Among the records, which lines include "task"? List them.

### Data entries
□ □ □
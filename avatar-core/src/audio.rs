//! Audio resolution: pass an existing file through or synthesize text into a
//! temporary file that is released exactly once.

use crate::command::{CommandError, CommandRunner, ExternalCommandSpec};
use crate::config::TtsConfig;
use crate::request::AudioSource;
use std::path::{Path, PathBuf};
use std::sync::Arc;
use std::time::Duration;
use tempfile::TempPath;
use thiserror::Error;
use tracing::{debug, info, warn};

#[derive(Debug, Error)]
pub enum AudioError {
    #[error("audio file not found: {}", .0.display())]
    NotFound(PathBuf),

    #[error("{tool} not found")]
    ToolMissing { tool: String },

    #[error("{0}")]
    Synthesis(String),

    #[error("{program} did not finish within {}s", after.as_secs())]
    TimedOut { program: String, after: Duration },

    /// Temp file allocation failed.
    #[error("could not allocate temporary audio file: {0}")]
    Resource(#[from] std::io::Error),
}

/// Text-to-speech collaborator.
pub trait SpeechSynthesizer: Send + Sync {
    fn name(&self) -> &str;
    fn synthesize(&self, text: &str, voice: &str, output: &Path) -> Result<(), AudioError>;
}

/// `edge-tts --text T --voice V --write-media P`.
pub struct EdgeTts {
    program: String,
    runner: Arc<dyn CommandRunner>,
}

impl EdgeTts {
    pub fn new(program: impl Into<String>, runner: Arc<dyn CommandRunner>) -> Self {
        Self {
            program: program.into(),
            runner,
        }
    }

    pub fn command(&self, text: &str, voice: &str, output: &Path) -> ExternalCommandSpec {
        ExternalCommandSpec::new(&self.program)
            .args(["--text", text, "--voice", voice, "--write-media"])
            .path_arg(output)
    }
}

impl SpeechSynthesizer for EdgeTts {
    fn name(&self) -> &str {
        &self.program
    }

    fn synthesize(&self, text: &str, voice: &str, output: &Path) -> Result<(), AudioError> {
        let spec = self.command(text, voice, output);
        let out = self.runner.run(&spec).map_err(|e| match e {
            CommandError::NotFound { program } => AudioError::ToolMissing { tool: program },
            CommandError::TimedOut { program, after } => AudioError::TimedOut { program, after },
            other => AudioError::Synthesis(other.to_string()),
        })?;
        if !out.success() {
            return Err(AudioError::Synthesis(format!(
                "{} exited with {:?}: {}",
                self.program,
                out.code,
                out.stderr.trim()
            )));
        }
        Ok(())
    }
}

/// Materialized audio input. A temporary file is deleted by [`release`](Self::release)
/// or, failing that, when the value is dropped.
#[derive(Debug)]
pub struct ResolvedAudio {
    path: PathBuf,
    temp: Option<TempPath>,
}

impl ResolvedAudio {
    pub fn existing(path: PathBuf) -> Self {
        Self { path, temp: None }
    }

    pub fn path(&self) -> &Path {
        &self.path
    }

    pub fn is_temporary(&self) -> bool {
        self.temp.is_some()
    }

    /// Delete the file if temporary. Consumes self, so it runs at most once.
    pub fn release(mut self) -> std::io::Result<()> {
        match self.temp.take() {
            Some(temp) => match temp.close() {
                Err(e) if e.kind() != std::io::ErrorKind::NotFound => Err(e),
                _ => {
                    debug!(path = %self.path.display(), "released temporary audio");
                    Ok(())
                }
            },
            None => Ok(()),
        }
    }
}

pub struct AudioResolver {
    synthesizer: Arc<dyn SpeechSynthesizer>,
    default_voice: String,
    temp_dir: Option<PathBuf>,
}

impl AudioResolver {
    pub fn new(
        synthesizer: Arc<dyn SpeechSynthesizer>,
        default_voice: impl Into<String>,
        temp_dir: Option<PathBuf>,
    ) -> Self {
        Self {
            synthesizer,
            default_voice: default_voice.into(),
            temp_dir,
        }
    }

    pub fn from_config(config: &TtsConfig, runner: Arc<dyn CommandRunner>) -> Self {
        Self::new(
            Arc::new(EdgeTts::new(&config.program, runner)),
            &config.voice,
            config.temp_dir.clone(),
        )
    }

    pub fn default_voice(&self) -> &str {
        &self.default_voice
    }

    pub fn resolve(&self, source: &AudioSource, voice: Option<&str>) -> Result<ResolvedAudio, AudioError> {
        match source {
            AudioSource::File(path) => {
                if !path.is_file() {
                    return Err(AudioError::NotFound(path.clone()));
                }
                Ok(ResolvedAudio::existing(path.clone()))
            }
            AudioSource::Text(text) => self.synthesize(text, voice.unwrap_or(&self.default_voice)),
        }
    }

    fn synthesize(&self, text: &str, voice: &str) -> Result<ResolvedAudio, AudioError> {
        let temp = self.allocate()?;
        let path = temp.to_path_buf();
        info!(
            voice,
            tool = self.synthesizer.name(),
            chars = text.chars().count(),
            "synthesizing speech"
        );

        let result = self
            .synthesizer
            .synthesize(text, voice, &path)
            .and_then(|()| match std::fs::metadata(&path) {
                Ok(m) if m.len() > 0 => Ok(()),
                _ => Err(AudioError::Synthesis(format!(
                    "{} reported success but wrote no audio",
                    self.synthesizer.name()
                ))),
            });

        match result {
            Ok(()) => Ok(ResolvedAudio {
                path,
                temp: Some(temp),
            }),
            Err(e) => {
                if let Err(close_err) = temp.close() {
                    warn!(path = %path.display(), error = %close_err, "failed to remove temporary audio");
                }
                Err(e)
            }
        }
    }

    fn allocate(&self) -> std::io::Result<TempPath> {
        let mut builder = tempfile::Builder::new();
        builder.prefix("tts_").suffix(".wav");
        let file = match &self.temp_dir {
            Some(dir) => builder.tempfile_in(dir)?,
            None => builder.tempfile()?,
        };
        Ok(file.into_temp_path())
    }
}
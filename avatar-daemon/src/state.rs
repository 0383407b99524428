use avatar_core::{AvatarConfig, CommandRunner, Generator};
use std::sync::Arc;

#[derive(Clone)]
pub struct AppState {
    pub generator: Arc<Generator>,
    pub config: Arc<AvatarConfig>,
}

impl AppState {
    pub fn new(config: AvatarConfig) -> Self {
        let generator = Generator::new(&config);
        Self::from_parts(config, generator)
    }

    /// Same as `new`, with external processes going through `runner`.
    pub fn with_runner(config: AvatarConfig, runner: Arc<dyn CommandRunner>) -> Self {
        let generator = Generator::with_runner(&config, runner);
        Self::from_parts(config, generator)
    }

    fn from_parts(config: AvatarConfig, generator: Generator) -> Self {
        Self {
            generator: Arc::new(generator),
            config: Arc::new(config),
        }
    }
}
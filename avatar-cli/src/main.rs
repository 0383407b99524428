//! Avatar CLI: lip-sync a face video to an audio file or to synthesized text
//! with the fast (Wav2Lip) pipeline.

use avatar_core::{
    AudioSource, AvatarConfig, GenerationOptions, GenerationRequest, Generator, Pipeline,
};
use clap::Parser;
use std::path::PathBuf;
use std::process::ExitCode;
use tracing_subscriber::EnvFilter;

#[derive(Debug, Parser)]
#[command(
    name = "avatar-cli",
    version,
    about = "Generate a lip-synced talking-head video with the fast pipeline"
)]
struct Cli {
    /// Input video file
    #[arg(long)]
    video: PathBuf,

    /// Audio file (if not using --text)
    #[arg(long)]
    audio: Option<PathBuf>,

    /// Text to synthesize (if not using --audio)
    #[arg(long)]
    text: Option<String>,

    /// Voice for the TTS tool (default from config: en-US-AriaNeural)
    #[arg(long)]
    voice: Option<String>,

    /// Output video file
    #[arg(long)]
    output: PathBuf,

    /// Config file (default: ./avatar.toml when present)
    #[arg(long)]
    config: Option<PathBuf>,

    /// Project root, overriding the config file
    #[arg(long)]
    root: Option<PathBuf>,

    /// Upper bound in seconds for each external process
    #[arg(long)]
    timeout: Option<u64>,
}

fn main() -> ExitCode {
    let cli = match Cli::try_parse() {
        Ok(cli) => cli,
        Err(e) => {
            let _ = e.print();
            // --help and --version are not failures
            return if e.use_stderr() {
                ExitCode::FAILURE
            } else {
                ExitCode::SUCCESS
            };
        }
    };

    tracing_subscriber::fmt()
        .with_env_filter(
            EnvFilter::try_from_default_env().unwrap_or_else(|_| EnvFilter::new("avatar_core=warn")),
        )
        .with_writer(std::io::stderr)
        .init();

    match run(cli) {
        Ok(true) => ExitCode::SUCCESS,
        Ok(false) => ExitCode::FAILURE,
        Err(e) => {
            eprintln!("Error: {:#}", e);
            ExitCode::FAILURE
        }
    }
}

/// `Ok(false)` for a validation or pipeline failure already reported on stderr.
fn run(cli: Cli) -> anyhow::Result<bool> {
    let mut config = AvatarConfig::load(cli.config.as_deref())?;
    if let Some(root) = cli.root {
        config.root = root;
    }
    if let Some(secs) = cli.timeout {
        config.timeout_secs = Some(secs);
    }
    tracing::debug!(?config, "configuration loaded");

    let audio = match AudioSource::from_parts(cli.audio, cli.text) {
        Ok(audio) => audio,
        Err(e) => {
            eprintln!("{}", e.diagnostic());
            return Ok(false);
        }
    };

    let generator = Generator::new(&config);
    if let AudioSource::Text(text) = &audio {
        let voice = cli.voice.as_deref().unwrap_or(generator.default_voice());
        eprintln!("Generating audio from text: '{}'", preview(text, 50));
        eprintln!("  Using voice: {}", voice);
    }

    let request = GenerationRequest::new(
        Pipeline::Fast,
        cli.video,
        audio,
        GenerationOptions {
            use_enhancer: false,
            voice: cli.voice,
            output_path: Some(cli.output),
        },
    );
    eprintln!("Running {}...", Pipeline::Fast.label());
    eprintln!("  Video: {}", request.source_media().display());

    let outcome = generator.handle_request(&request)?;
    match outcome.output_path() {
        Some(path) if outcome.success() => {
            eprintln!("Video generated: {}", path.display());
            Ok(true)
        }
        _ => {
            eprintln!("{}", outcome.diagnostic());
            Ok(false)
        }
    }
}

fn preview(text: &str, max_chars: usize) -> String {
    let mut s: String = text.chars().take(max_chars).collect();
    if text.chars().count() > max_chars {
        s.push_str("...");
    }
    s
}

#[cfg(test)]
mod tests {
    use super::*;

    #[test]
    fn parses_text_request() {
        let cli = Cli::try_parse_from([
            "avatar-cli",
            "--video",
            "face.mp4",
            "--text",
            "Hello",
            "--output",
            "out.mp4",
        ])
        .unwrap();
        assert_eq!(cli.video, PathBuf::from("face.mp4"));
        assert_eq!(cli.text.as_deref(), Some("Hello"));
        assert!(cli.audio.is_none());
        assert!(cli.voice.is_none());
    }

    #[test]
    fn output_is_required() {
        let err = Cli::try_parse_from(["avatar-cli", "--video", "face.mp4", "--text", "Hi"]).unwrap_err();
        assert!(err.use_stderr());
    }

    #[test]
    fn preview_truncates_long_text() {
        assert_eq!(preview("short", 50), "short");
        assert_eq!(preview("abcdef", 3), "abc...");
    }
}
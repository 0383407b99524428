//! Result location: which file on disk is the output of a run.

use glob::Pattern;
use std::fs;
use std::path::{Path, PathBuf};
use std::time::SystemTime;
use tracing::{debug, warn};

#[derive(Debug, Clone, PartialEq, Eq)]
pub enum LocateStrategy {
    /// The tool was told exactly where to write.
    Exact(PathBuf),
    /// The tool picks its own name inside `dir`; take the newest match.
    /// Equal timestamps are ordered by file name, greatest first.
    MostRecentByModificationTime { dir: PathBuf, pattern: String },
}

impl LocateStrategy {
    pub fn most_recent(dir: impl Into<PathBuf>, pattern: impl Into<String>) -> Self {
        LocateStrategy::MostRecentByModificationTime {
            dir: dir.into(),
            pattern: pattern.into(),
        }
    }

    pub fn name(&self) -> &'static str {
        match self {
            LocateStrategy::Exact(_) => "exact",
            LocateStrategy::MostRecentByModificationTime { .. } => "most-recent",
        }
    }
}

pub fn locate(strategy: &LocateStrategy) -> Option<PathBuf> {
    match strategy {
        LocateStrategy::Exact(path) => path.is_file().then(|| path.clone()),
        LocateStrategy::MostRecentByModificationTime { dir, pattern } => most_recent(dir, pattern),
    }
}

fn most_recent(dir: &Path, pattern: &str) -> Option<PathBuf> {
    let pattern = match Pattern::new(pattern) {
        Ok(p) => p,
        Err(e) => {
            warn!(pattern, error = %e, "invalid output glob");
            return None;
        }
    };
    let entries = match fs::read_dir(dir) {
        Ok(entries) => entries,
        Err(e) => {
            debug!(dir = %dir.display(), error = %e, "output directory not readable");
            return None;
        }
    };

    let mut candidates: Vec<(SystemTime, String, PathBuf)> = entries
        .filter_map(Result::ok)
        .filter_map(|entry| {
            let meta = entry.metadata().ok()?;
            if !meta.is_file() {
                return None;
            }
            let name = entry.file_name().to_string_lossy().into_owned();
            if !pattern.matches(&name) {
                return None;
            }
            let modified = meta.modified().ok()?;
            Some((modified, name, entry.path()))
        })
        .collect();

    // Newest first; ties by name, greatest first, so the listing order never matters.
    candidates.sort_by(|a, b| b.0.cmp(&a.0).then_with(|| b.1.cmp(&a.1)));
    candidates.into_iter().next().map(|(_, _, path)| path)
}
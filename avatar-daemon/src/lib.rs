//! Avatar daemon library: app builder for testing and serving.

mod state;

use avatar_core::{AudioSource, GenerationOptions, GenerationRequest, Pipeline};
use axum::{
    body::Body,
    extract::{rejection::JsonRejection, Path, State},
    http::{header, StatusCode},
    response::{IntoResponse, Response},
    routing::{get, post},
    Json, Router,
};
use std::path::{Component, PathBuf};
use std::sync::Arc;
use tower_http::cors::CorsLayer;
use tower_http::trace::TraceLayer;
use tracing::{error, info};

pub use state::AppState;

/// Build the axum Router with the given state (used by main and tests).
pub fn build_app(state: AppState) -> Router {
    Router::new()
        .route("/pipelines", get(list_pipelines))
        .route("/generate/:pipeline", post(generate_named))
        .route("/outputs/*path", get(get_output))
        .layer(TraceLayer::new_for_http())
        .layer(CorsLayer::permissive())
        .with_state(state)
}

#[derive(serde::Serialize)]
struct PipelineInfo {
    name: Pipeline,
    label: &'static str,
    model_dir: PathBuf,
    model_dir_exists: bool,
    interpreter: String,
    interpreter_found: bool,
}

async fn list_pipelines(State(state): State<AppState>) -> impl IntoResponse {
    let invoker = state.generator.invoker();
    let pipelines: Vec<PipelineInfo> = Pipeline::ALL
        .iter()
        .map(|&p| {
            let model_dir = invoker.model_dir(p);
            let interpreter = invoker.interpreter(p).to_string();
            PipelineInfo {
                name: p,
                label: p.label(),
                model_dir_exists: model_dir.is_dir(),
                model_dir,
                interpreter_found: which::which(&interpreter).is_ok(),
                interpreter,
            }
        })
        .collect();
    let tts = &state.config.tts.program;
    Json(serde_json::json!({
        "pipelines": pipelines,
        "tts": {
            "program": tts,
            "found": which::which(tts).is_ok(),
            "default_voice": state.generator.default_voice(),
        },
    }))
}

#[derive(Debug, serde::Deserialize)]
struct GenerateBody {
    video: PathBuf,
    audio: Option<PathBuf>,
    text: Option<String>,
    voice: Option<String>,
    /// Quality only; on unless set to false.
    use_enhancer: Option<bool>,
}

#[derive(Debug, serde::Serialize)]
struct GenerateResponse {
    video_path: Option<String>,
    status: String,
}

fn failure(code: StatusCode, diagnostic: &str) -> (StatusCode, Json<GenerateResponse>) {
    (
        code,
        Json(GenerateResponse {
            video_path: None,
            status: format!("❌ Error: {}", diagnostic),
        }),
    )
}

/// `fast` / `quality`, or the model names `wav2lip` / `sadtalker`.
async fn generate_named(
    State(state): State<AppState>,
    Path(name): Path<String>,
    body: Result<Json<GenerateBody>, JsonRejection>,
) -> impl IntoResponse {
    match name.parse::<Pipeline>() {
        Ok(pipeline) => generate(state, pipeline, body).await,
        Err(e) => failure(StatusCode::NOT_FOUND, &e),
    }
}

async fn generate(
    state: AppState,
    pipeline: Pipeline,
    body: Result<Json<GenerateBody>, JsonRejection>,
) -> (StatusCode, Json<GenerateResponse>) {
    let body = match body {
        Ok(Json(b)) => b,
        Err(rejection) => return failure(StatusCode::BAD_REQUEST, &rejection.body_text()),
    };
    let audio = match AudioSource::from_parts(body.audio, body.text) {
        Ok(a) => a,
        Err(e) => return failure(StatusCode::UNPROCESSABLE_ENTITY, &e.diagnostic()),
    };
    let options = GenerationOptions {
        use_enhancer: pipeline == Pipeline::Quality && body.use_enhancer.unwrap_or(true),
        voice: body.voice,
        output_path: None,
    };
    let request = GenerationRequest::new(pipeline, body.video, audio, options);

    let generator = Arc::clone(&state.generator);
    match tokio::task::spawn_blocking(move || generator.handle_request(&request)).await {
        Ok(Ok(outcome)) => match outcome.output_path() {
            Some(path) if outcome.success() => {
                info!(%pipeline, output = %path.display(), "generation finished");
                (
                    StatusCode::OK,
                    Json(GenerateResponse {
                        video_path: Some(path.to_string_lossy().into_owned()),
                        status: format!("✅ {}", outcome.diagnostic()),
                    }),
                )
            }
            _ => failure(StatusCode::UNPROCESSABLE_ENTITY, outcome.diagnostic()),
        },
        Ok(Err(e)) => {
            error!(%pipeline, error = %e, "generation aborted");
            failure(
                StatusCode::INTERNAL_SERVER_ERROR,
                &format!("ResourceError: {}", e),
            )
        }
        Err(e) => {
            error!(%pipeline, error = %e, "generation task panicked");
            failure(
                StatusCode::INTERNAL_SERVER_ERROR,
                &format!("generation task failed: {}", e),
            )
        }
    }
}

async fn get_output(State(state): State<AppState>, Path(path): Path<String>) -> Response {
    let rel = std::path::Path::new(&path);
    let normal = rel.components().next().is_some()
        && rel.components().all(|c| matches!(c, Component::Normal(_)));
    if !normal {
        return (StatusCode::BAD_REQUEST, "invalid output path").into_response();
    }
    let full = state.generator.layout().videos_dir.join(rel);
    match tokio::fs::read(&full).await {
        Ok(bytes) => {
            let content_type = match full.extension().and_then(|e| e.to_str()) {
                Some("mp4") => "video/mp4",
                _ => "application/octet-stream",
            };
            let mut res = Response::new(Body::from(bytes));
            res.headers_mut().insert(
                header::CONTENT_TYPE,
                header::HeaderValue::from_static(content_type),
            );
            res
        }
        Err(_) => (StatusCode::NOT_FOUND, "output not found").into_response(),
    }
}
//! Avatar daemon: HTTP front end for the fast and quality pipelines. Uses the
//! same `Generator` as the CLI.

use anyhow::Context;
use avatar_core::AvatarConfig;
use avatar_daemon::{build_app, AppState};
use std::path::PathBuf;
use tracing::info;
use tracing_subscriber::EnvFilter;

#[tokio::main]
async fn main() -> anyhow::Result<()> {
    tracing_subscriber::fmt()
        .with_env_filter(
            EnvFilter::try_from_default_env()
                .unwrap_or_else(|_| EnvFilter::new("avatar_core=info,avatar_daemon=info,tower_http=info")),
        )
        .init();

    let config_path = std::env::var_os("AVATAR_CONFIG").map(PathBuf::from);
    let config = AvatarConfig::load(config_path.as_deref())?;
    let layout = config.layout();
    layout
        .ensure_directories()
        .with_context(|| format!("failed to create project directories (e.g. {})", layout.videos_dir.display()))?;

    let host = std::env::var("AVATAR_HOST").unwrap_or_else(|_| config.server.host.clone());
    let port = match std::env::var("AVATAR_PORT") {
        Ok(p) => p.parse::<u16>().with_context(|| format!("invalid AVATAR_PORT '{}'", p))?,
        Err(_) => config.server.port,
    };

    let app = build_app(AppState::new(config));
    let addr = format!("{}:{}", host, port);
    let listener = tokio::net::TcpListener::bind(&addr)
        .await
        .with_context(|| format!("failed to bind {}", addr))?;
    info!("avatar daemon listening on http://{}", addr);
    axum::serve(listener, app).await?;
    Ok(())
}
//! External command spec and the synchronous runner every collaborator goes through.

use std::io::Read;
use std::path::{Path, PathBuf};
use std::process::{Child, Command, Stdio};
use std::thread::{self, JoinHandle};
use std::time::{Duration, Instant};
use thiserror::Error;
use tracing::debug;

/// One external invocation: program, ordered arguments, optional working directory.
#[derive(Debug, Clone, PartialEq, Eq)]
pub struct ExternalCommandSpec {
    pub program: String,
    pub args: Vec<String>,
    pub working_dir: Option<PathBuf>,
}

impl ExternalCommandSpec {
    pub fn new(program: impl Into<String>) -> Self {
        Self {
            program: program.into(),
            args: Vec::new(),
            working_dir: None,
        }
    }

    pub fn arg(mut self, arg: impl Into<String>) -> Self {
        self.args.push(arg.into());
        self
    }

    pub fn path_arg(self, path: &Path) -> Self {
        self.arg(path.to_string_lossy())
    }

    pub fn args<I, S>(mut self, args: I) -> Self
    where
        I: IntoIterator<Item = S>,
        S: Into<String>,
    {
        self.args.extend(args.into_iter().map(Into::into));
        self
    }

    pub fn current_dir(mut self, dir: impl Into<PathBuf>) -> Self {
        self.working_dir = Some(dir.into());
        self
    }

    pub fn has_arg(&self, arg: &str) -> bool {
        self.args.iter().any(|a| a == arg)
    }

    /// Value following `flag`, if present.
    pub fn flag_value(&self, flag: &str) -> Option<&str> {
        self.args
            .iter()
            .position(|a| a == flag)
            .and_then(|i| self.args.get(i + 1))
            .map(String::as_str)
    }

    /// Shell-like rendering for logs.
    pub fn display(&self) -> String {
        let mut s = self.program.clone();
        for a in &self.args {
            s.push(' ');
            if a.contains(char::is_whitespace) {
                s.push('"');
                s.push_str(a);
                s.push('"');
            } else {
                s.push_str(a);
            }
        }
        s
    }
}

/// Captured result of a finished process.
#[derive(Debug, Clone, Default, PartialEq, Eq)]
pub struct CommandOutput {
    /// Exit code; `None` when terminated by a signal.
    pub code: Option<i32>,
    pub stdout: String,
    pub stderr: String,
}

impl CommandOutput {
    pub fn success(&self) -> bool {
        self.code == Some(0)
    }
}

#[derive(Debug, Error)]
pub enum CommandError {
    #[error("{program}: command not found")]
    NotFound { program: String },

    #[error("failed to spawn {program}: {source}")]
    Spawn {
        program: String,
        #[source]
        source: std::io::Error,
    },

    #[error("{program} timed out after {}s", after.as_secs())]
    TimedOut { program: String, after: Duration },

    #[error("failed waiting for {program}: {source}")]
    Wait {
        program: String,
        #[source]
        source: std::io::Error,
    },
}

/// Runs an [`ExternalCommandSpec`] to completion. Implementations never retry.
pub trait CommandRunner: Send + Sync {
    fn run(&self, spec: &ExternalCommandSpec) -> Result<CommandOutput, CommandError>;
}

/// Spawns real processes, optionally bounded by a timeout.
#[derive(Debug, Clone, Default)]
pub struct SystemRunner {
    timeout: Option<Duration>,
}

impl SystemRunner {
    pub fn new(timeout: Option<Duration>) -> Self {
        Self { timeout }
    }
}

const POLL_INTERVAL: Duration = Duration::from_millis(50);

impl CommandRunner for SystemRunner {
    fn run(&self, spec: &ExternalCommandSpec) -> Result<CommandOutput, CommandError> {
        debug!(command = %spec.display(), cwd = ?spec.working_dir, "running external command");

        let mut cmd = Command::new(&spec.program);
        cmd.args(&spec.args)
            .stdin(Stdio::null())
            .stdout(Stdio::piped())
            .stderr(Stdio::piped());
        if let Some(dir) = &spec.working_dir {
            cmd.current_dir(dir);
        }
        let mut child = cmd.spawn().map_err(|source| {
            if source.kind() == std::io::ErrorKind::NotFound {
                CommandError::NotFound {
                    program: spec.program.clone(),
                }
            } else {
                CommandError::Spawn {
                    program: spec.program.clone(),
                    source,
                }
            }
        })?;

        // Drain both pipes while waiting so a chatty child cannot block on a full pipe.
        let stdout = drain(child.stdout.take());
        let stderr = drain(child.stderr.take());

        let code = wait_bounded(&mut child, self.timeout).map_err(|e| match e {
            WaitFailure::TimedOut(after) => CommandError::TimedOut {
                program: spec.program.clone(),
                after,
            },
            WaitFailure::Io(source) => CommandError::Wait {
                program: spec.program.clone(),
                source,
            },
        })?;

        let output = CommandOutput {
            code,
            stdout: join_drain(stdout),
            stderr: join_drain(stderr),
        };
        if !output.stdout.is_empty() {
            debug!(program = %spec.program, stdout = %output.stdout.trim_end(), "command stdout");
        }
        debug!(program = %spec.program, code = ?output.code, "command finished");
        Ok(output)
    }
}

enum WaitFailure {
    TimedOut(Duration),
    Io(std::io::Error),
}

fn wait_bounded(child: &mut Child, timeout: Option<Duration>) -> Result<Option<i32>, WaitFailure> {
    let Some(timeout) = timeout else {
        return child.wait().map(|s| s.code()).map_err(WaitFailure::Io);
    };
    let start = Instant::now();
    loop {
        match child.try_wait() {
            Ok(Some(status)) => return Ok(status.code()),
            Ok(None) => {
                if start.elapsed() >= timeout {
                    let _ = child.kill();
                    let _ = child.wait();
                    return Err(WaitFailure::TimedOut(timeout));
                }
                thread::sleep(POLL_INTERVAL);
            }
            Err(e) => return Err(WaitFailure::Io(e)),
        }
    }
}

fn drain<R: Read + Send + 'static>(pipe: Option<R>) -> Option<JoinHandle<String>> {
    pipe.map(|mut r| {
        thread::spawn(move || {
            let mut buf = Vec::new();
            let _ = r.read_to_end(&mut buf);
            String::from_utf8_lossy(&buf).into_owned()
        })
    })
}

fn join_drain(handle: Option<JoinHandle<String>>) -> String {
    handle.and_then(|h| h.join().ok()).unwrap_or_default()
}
□ □ □
### YOUR SOLUTION
    match tokio::task::spawn_blocking(move || generator.handle_request(&request)).await {
            error!(%pipeline, error = %e, "generation task panicked");
                &format!("generation task failed: {}", e),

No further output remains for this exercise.